Vancouver is joining cities worldwide this Saturday in turning off all non-essential lights for 60 minutes as part of Earth Hour.

The global initiative is designed to address climate change, but it has also allowed urban dwellers to see their cities in a whole new light — darkness.

Last year, couples enjoyed candle-lit dinners at restaurants around Vancouver, children played flashlight tag and the stars returned to the skies above.

On Thursday, Environment Minister Barry Penner said all government buildings will be turning off non-essential lights between 8:30 p.m. and 9:30 p.m.

“Turning our lights off for a single hour may not seem like much, but it’s a symbolic gesture of global proportions,” Penner said.

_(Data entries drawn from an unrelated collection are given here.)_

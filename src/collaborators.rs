//! Shared-state record consumed by external collaborators
//!
//! The kernel never reads or writes any field here; this struct exists
//! only to fix the contract between the application tasks that write it
//! and the host's physics/rendering/HAL layers that read it. Giving it
//! methods or invariants would mean inventing application logic this
//! crate has no business owning.

use serde::Serialize;

/// A plain, mutable shared-state record. Tasks write disjoint fields by
/// convention; nothing here is enforced by the kernel.
#[derive(Debug, Clone, Default, Serialize)]
pub struct AircraftState {
    // ============ Attitude ============
    pub pitch: f64,
    pub roll: f64,
    pub yaw: f64,

    // ============ Kinematics ============
    pub velocity: f64,
    pub altitude: f64,
    pub vertical_speed: f64,
    pub position: [f64; 3],
    pub velocity_vector: [f64; 3],
    pub local_velocity: [f64; 3],
    pub angular_vector: [f64; 3],
    pub g_force: f64,
    pub angle_of_attack: f64,
    pub sideslip_angle: f64,
    pub air_density: f64,
    pub dynamic_pressure: f64,

    // ============ Pilot input ============
    pub pitch_input: f64,
    pub roll_input: f64,
    pub yaw_input: f64,
    pub throttle_input: f64,

    // ============ Control command ============
    pub pitch_command: f64,
    pub roll_command: f64,
    pub yaw_command: f64,
    pub throttle_command: f64,
    pub thrust_force_command: [f64; 3],
    pub aero_force_command: [f64; 3],
    pub torque_command: [f64; 3],

    // ============ Engine / fuel ============
    pub engine_rpm: f64,
    pub engine_temp: f64,
    pub overheat_warning: bool,
    pub overheat_critical: bool,
    pub thrust_limit_scale: f64,
    pub fuel_level: f64,
    pub fuel_remaining_liters: f64,
    pub fuel_capacity_liters: f64,
    pub fuel_consumption_rate: f64,
    pub throttle_limit: f64,
    pub fuel_low_warning: bool,
    pub fuel_critical_warning: bool,
    pub bingo_fuel: bool,
    pub joker_fuel: bool,
    pub endurance_minutes: f64,
    pub range_km: f64,

    // ============ Weapons / targeting ============
    pub missile_count: u32,
    pub hardpoint_ammo_count: Vec<u32>,
    pub hardpoint_ready: Vec<bool>,
    pub hardpoint_jammed: Vec<bool>,
    pub hardpoint_weapon_type: Vec<u32>,
    pub total_hardpoints: u32,
    pub selected_hardpoint_index: u32,
    pub missile_life_time_seconds: f64,
    pub weapon_fire_request: bool,
    pub weapon_fire_ack: bool,
    pub weapon_ready: bool,
    pub weapon_jammed: bool,
    pub weapon_jam_message: String,
    pub locked_target_valid: bool,
    pub locked_target_id: u32,
    pub locked_target_position: [f64; 3],
    pub locked_target_distance: f64,
    pub locked_target_angle: f64,
    pub target_candidate_available: bool,
    pub target_candidate_id: u32,
    pub target_candidate_position: [f64; 3],
    pub target_candidate_distance: f64,
    pub target_candidate_angle: f64,
    pub fire_input: bool,
    pub lock_on_input: bool,
    pub break_lock_input: bool,

    // ============ Countermeasures ============
    pub flare_count: u32,
    pub chaff_count: u32,
    pub flare_cooldown_active: bool,
    pub chaff_cooldown_active: bool,
    pub flare_fire_request: bool,
    pub chaff_fire_request: bool,
    pub flare_input: bool,
    pub chaff_input: bool,
    pub auto_countermeasure_enabled: bool,
    pub missile_threat_detected: bool,
    pub missile_threat_distance: f64,

    // ============ Safety ============
    pub collision_risk: f64,
    pub collision_avoidance_active: bool,
    pub avoidance_vector: [f64; 3],
}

The University of B.C., for the second year in a row, is asking all 60,000 of its students and staff to turn this into Earth Weekend by unplugging computers, monitors, printers, photocopiers, lighting and — where possible — additional heating and ventilation systems.

“This year, our target is a five per cent reduction (in power consumption),” said Orion Henderson, associate director of UBC’s Sustainability Office.

How to spend your Earth Hour

Pass the time:
• Go outside and look at the stars.
• Find a viewing spot like Grouse Mountain or Harbour Centre to watch the city go dark.
• Go for a lantern walk through Stanley Park.
• Have a board game party.
• Have an acoustic music jam.
• Tell ghost stories.
• Do candlelight yoga.

Restaurants serving dinner by candlelight:
• Griffins Restaurant at the Fairmont Hotel, 900 West Georgia St.
• Yew restaurant at the Four Seasons Hotel, 791 West Georgia St.
• Seawall Bar and Grill at the Westin Bayshore Hotel, 1601 Bayshore Dr.
• La Terrazza Restaurant, 1088 Cambie St.
• Raincity Grill, 1193 Denman St.
• C Restaurant, 1600 Howe St.
• Nu Restaurant and Lounge, 1661 Granville St.